对于不耐受高温或需要离线处理的电极,化学消毒是主要方法。常用的化学消毒剂包括乙醇、异丙醇、过氧乙酸溶液等。将电极浸泡在适当浓度的消毒液中规定时间,可以达到杀灭微生物的目的。关键要点在于,消毒后必须用大量的无菌注射用水或无热原水冲洗,以全部去除消毒剂残留,任何残留都可能对细胞培养产生毒性或干扰pH测量。过氧乙酸因其在低浓度下广谱、快速的杀灭效果及分解产物无害的特性,在生物制药行业应用较广,但需注意其对某些电极材料的潜在腐蚀性。
辐射灭菌主要用于一次性使用的pH传感器或特定部件,通常由生产商在出厂前完成。这不是用户现场的常规操作。
标准化操作流程与效果验证
为确保清洁消毒的有效性与重现性,必须制定详细的标准化操作规程。该规程应明确规定:针对不同工艺阶段或污染物类型的清洁消毒剂选择、浓度、温度、浸泡时间、冲洗程序(冲洗介质、体积、次数)、操作后的储存条件等。例如,一个典型的循环可能包括:取样后立即用去离子水预冲洗→浸泡在蛋白酶溶液中30-40分钟→用去离子水冲洗→浸泡在稀酸溶液中5-10分钟→用去离子水冲洗→浸泡在消毒剂中→用无菌水冲洗→储存于合适的电极保存液中或进行校准。

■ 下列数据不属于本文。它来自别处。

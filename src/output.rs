// SPDX-License-Identifier: MPL-2.0
// This Source Code Form is subject to the terms of the Mozilla Public
// License, v. 2.0. If a copy of the MPL was not distributed with this
// file, You can obtain one at https://mozilla.org/MPL/2.0/.

//! Digital output abstraction.
//!
//! The controller never touches hardware directly. It drives an
//! [`OutputSink`], which on a board wraps the GPIO write and in tests or host
//! simulations is a [`MemoryPin`].

use std::sync::Arc;

use parking_lot::Mutex;

use crate::types::DeviceLevel;

/// A single digital output.
pub trait OutputSink {
    /// Drives the output HIGH (`true`) or LOW (`false`).
    fn set_level(&mut self, high: bool);
}

impl<S: OutputSink + ?Sized> OutputSink for &mut S {
    fn set_level(&mut self, high: bool) {
        (**self).set_level(high);
    }
}

impl<S: OutputSink + ?Sized> OutputSink for Box<S> {
    fn set_level(&mut self, high: bool) {
        (**self).set_level(high);
    }
}

#[derive(Debug, Default)]
struct PinState {
    level: Option<bool>,
    writes: usize,
}

/// In-memory output pin.
///
/// Clones share the same pin, so a test can hand one clone to the controller
/// and keep another to observe what was written.
///
/// # Examples
///
/// ```
/// use particle_home::output::{MemoryPin, OutputSink};
///
/// let pin = MemoryPin::new();
/// let mut sink = pin.clone();
/// sink.set_level(true);
///
/// assert_eq!(pin.level(), Some(true));
/// assert_eq!(pin.write_count(), 1);
/// ```
#[derive(Debug, Clone, Default)]
pub struct MemoryPin {
    inner: Arc<Mutex<PinState>>,
}

impl MemoryPin {
    /// Creates a pin that has never been written.
    #[must_use]
    pub fn new() -> Self {
        Self::default()
    }

    /// Returns the last written level, or `None` before the first write.
    #[must_use]
    pub fn level(&self) -> Option<bool> {
        self.inner.lock().level
    }

    /// Returns the last written level as a [`DeviceLevel`].
    #[must_use]
    pub fn device_level(&self) -> Option<DeviceLevel> {
        self.level().map(DeviceLevel::from)
    }

    /// Returns how many times the pin was written.
    #[must_use]
    pub fn write_count(&self) -> usize {
        self.inner.lock().writes
    }
}

impl OutputSink for MemoryPin {
    fn set_level(&mut self, high: bool) {
        let mut state = self.inner.lock();
        state.level = Some(high);
        state.writes += 1;
    }
}

#[cfg(test)]
mod tests {
    use super::*;

    #[test]
    fn fresh_pin_is_unwritten() {
        let pin = MemoryPin::new();
        assert_eq!(pin.level(), None);
        assert_eq!(pin.write_count(), 0);
    }

    #[test]
    fn clones_share_state() {
        let pin = MemoryPin::new();
        let mut writer = pin.clone();
        writer.set_level(false);
        writer.set_level(true);
        assert_eq!(pin.device_level(), Some(DeviceLevel::On));
        assert_eq!(pin.write_count(), 2);
    }

    #[test]
    fn boxed_sink_forwards() {
        let pin = MemoryPin::new();
        let mut boxed: Box<dyn OutputSink> = Box::new(pin.clone());
        boxed.set_level(true);
        assert_eq!(pin.level(), Some(true));
    }

    #[test]
    fn borrowed_sink_forwards() {
        fn drive_low<S: OutputSink>(mut sink: S) {
            sink.set_level(false);
        }

        let mut pin = MemoryPin::new();
        drive_low(&mut pin);
        assert_eq!(pin.level(), Some(false));
    }
}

清洁消毒的效果需要通过性能验证来确认。较直接的验证方法是观察电极在清洁消毒前后,其关键性能参数的变化:包括响应时间是否恢复、在标准缓冲液中的斜率是否接近理论值、零点电位是否稳定、以及在校准点之间的测量精度是否满足要求。在严格的无菌工艺中,可能还需要对消毒后的电极进行微生物负载测试。
结论
生物制药pH电极的清洁与消毒,是一项将电化学仪表维护与生物工艺无菌要求紧密结合的专门技术。没有一种通用的方法适用于所有情况,必须基于具体的工艺、污染物和电极构造进行选择和优化。正确的清洁旨在恢复电极的灵敏性,而有效的消毒则是保障工艺无菌边界的关键控制点。建立科学、严谨、可验证的标准操作程序并严格执行,不仅能延长这类精密传感器的使用寿命,降低运行成本,更是确保生物制药过程数据完整、工艺稳定、较终产品安全有效的坚实基础。